• **Saved data entries**
Start of Block
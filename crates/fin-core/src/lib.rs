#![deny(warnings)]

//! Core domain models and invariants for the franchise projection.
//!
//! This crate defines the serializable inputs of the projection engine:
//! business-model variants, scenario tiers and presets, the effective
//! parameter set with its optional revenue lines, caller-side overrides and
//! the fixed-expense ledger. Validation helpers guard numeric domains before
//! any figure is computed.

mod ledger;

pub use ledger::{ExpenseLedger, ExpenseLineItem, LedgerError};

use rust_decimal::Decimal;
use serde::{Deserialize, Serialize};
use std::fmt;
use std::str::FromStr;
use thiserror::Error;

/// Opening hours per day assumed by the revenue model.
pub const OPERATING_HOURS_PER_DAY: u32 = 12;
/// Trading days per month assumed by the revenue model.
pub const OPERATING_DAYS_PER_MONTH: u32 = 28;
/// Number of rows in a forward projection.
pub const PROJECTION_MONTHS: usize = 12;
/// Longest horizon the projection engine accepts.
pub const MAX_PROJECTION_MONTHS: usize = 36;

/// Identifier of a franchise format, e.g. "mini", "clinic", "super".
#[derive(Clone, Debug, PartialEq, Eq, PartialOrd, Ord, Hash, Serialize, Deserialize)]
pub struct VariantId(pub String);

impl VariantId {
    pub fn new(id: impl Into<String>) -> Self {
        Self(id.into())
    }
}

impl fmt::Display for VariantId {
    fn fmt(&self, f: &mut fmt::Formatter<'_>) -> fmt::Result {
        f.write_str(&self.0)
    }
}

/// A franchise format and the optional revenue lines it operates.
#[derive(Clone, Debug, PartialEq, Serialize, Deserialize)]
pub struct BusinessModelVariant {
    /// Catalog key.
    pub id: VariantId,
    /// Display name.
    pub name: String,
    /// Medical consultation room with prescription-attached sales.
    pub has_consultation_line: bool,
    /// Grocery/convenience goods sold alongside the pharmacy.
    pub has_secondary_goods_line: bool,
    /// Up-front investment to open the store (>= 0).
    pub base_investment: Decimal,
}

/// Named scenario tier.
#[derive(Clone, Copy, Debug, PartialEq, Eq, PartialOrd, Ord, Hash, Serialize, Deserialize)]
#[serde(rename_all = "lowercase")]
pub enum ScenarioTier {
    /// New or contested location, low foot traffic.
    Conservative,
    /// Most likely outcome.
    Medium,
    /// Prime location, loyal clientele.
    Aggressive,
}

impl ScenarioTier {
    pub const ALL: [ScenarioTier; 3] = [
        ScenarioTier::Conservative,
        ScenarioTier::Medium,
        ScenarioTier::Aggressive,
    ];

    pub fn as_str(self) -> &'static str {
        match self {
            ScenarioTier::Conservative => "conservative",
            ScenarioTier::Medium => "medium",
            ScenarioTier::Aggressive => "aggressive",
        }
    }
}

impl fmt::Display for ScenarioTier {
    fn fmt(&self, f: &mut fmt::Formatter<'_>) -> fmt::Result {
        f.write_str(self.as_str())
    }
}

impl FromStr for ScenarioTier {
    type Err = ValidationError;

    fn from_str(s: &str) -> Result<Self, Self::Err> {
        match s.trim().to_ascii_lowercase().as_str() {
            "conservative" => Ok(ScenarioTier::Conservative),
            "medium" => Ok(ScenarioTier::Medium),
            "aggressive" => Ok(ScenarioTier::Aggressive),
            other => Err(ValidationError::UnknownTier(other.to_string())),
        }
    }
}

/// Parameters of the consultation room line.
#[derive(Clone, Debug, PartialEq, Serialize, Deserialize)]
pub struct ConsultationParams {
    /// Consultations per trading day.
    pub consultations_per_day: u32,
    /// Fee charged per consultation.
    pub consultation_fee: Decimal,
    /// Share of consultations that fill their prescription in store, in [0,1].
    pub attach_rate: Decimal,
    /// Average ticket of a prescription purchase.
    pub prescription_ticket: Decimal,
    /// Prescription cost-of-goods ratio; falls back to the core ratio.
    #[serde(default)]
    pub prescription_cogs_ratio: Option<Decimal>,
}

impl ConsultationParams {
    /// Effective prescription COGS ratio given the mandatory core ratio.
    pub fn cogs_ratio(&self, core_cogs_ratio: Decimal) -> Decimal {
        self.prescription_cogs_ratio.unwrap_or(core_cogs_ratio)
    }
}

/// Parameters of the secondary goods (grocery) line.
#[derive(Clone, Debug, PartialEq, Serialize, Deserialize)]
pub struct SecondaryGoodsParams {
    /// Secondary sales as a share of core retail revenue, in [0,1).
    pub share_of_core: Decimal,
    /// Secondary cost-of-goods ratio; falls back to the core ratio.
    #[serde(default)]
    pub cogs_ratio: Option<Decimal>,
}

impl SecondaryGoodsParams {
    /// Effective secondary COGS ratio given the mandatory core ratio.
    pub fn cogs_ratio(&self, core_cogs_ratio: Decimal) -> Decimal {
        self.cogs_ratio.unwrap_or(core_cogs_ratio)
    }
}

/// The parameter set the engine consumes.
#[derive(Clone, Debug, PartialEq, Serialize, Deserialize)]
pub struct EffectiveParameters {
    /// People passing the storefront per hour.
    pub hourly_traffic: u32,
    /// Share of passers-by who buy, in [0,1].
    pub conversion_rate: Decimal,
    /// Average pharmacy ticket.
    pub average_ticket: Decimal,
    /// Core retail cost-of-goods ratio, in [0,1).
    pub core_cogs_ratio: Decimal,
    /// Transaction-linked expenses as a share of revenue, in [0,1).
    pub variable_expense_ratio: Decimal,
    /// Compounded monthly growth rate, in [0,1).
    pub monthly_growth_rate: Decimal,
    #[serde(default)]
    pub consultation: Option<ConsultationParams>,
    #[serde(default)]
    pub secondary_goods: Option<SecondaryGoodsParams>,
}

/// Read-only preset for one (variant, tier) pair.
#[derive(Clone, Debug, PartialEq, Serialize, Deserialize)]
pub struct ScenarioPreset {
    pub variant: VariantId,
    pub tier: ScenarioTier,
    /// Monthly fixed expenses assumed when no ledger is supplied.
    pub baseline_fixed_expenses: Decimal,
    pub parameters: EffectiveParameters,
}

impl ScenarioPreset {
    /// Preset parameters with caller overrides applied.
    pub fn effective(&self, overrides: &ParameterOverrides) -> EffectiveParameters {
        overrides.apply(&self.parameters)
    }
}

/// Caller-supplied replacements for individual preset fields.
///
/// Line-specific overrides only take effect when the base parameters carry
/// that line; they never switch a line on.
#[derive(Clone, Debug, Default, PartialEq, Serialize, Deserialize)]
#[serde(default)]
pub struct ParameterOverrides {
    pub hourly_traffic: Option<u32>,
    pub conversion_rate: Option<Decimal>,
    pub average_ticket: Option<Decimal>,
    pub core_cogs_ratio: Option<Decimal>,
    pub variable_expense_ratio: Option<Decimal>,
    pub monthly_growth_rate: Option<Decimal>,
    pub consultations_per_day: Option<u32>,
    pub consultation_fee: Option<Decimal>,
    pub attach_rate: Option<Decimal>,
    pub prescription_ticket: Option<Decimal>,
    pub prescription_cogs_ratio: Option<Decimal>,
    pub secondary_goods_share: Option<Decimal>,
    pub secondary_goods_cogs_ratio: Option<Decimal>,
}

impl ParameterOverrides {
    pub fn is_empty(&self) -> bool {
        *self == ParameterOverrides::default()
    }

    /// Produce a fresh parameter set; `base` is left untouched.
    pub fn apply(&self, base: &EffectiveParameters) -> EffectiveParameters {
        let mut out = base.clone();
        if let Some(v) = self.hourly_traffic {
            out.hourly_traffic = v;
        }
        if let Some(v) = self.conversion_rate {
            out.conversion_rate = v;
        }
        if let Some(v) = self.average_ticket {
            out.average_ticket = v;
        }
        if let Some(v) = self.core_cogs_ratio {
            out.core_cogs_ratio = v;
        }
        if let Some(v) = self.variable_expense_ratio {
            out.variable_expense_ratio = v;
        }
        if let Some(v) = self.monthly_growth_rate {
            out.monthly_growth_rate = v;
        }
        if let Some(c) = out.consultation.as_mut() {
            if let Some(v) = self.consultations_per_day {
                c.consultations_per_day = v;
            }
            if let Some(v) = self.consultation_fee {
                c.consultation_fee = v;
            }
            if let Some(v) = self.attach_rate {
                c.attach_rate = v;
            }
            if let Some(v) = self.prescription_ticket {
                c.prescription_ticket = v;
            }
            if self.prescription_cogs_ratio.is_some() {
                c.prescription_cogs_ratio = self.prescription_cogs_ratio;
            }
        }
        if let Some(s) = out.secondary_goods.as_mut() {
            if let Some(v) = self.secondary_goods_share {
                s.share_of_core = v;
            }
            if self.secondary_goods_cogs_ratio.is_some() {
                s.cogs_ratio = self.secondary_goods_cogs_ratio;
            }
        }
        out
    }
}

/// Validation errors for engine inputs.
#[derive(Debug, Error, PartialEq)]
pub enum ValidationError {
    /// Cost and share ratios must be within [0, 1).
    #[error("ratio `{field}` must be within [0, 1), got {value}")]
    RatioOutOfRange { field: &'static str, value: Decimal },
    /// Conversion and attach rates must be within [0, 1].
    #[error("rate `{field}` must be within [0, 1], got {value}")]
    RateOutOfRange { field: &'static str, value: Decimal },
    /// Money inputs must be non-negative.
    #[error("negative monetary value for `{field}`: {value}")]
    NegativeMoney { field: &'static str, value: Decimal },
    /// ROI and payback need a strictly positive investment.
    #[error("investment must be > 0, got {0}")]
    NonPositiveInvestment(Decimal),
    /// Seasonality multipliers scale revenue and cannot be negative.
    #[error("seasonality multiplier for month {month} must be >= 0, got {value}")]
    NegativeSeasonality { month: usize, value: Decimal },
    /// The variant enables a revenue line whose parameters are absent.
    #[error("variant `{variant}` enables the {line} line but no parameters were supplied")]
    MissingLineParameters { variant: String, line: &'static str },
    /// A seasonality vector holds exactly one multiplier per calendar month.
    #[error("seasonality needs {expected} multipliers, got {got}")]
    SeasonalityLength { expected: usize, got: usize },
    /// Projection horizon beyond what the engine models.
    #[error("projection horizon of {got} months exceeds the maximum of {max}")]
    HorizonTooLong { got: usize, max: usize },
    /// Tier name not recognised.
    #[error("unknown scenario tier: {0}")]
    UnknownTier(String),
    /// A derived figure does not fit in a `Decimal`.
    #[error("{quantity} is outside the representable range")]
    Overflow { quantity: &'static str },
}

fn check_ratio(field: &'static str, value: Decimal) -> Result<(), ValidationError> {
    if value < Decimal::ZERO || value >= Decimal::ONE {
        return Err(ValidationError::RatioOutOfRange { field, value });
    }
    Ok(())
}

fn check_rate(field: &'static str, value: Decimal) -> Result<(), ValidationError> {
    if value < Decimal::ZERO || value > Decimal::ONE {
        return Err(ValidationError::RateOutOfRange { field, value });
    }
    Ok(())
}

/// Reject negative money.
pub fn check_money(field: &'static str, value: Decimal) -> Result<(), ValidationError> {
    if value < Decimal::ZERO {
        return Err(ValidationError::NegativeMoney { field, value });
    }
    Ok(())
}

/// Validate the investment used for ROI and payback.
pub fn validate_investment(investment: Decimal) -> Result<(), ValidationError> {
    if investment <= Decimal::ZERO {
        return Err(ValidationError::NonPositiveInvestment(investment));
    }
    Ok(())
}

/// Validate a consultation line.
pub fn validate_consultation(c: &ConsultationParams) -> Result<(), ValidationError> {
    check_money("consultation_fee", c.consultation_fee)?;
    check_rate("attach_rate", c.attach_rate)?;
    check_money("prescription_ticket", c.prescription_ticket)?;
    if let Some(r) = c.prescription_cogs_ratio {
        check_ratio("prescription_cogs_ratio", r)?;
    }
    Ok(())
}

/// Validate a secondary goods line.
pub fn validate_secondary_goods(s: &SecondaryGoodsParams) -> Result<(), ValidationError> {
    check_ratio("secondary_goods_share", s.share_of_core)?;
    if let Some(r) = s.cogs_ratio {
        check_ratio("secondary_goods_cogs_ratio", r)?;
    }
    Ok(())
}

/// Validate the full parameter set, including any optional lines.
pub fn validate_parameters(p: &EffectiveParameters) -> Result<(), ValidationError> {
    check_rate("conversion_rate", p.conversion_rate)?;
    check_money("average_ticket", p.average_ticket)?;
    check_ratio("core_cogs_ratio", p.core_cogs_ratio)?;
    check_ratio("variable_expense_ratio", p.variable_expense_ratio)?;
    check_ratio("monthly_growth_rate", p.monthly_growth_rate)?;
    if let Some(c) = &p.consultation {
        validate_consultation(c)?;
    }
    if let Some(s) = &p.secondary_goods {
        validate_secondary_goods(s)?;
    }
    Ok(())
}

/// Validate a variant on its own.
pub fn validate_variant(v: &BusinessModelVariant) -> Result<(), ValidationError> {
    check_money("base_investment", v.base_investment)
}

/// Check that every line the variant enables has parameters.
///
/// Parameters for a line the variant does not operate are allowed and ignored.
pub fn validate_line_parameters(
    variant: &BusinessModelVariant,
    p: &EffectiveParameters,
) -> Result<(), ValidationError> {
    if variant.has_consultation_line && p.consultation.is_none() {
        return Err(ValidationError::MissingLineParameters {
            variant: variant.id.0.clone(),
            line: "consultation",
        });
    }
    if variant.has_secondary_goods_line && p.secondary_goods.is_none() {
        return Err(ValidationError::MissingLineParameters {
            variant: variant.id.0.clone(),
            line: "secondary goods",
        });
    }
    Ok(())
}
End of Block
• **Problem**
In the entries, find every line holding "static" and copy it.

• **Result**
    pub fn as_str(self) -> &'static str {
    RatioOutOfRange { field: &'static str, value: Decimal },
    RateOutOfRange { field: &'static str, value: Decimal },
    NegativeMoney { field: &'static str, value: Decimal },
    MissingLineParameters { variant: String, line: &'static str },
    Overflow { quantity: &'static str },
fn check_ratio(field: &'static str, value: Decimal) -> Result<(), ValidationError> {
fn check_rate(field: &'static str, value: Decimal) -> Result<(), ValidationError> {
pub fn check_money(field: &'static str, value: Decimal) -> Result<(), ValidationError> {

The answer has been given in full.